Sequence and Features

Results

（1）Plasmid construction

After ligation with the vector pCDFDuet-1-PalsI-sfGFP, which was also amplified using PCR, it was transferred into E. coli BL21 (DE3) and spread on LB agar plates. The plates were incubated overnight at 37℃ in an incubator for 12-16h, and single colonies on the plates were picked on the following day for initial validation .

（2）Fluorescence detection

For colonies with correct band sizes, one group of each colony was incubated without D-allose and one group was added with a concentration of 20 mM D-allose in 24 deep well plates at 37℃, 650 rpm for 16-20 h. The fluorescence values of the solution at excitation wavelength 488 nm and emission wavelength 518 nm were measured with an enzyme marker after treatment of the samples. As shown, mutant 3 showed higher fluorescence intensity.

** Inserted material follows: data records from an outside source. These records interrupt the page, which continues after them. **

// ---------------------------------------------------------------------------
// Resolution
// ---------------------------------------------------------------------------

#[tokio::test]
async fn direct_grant_short_circuits_later_sources() {
    let spy = SpyStore::new(store().await);
    let engine = PermissionEngine::new(spy.clone(), AuthzConfig::default());
    let org_id = Uuid::new_v4();
    spy.members().upsert(org_id, ALICE, "editor").await.unwrap();

    engine
        .grant_permission(grant(org_id, GranteeType::User, ALICE, ("doc", Some("d1")), "read"))
        .await
        .unwrap();

    assert!(engine
        .check_permission(query(org_id, ALICE, ("doc", Some("d1")), "read"))
        .await
        .unwrap());
    assert_eq!(spy.role_lookups(), 0);

    // A miss on the direct source falls through to role grants.
    assert!(!engine
        .check_permission(query(org_id, ALICE, ("doc", Some("d1")), "write"))
        .await
        .unwrap());
    assert_eq!(spy.role_lookups(), 1);
}

#[tokio::test]
async fn expired_grant_never_satisfies() {
    let store = store().await;
    let engine = PermissionEngine::new(store.clone(), AuthzConfig::default());
    let org_id = Uuid::new_v4();

    // Written straight to the store: the engine refuses past expiries.
    store
        .grants()
        .create(CreateGrant {
            expires_at: Some(Utc::now() - Duration::milliseconds(1)),
            ..grant(org_id, GranteeType::User, ALICE, ("doc", None), "read")
        })
        .await
        .unwrap();

    assert!(!engine
        .check_permission(query(org_id, ALICE, ("doc", Some("d1")), "read"))
        .await
        .unwrap());

    let err = engine
        .grant_permission(CreateGrant {
            expires_at: Some(Utc::now() - Duration::milliseconds(1)),
            ..grant(org_id, GranteeType::User, ALICE, ("doc", None), "write")
        })
        .await
        .unwrap_err();
    assert_eq!(err.code(), Some("VALIDATION_ERROR"));
}

fn delegation(org_id: Uuid, end: chrono::DateTime<Utc>, scope: Option<ResourceScope>) -> CreateDelegation {
    CreateDelegation {
        org_id,
        delegator_did: BOB.into(),
        delegate_did: ALICE.into(),
        permissions: vec!["read".into()],
        resource_scope: scope,
        reason: None,
        start_date: Utc::now() - Duration::hours(1),
        end_date: end,
    }
}

#[tokio::test]
async fn cached_allow_ends_with_the_grant() {
    let engine = PermissionEngine::new(store().await, AuthzConfig::default());
    let org_id = Uuid::new_v4();
    let q = || query(org_id, ALICE, ("doc", Some("d1")), "read");

    engine
        .grant_permission(CreateGrant {
            expires_at: Some(Utc::now() + Duration::milliseconds(300)),
            ..grant(org_id, GranteeType::User, ALICE, ("doc", None), "read")
        })
        .await
        .unwrap();
    assert!(engine.check_permission(q()).await.unwrap());

    tokio::time::sleep(std::time::Duration::from_millis(500)).await;
    assert!(!engine.check_permission(q()).await.unwrap());
}

#[tokio::test]
async fn cached_allow_ends_with_the_delegation() {
    let store = store().await;
    let engine = PermissionEngine::new(store.clone(), AuthzConfig::default());
    let delegations = DelegationManager::new(store, engine.cache());
    let org_id = Uuid::new_v4();
    let q = || query(org_id, ALICE, ("doc", Some("d1")), "read");

    let created = delegations
        .delegate_permissions(delegation(org_id, Utc::now() + Duration::milliseconds(300), None))
        .await
        .unwrap();
    delegations.accept_delegation(created.id, ALICE).await.unwrap();
    assert!(engine.check_permission(q()).await.unwrap());

    tokio::time::sleep(std::time::Duration::from_millis(500)).await;
    assert!(!engine.check_permission(q()).await.unwrap());
}

#[tokio::test]
async fn grants_and_revokes_invalidate_cached_decisions() {
    let engine = PermissionEngine::new(store().await, AuthzConfig::default());
    let org_id = Uuid::new_v4();
    let q = || query(org_id, ALICE, ("project", Some("p1")), "deploy");

    assert!(!engine.check_permission(q()).await.unwrap());

    let granted = engine
        .grant_permission(grant(org_id, GranteeType::User, ALICE, ("project", None), "deploy"))
        .await
        .unwrap();
    assert!(engine.check_permission(q()).await.unwrap());

    engine.revoke_permission(granted.id, "did:example:admin").await.unwrap();
    assert!(!engine.check_permission(q()).await.unwrap());
}

#[tokio::test]
async fn role_grants_apply_to_membership_and_custom_roles() {
    let store = store().await;
    let engine = PermissionEngine::new(store.clone(), AuthzConfig::default());
    let org_id = Uuid::new_v4();

    store.members().upsert(org_id, ALICE, "admin").await.unwrap();
    engine
        .grant_permission(grant(org_id, GranteeType::Role, "admin", ("billing", None), "view"))
        .await
        .unwrap();
    engine
        .grant_permission(grant(org_id, GranteeType::Role, "auditor", ("ledger", None), "export"))
        .await
        .unwrap();

    assert!(engine
        .check_permission(query(org_id, ALICE, ("billing", Some("b1")), "view"))
        .await
        .unwrap());
    assert!(!engine
        .check_permission(query(org_id, ALICE, ("ledger", Some("l1")), "export"))
        .await
        .unwrap());

    // Assign the custom role.
    engine
        .grant_permission(grant(
            org_id,
            GranteeType::User,
            ALICE,
            (ROLE_RESOURCE_TYPE, Some("auditor")),
            "assume",
        ))
        .await
        .unwrap();
    assert!(engine
        .check_permission(query(org_id, ALICE, ("ledger", Some("l1")), "export"))
        .await
        .unwrap());
}

#[tokio::test]
async fn team_grants_reach_team_members() {
    let store = store().await;
    let engine = PermissionEngine::new(store.clone(), AuthzConfig::default());
    let org_id = Uuid::new_v4();

    let team = store
        .teams()
        .create(CreateTeam {
            org_id,
            name: "Ops".into(),
            description: None,
            parent_team_id: None,
            lead_did: None,
            lead_name: None,
            settings: None,
            created_by: "did:example:admin".into(),
        })
        .await
        .unwrap();
    store
        .teams()
        .add_member(
            org_id,
            AddTeamMember {
                team_id: team.id,
                member_did: BOB.into(),
                member_name: None,
                team_role: TeamRole::Member,
                invited_by: None,
            },
        )
        .await
        .unwrap();
    engine
        .grant_permission(grant(
            org_id,
            GranteeType::Team,
            &team.id.to_string(),
            ("server", None),
            "restart",
        ))
        .await
        .unwrap();

    assert!(engine
        .check_permission(query(org_id, BOB, ("server", Some("s1")), "restart"))
        .await
        .unwrap());
    assert!(!engine
        .check_permission(query(org_id, ALICE, ("server", Some("s1")), "restart"))
        .await
        .unwrap());

    let held = engine.get_user_permissions(BOB, org_id).await.unwrap();
    assert_eq!(held.grants.len(), 1);
    assert_eq!(held.grants[0].source, GrantSource::Team(team.id));
}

We carried out specificity assay and optimal temperature exploration for the mutant 3 biosensor. We cultured the engineered bacteria transferred into the mutant sensor with different concentrations of D-allose, D-glucose, D-allulose, D-fructose at different temperatures (20℃, 30℃, 37℃) and detected the expression of their fluorescent proteins.

The experiments showed that D-allose was relatively more responsive to the biosensor at 37℃, and lower concentrations of D-allose were able to respond with higher values of fluorescence intensity compared to the original biosensor. In addition, the mutated biosensor also has a relatively low response value to D-glucose, D-allulose, and D-fructose.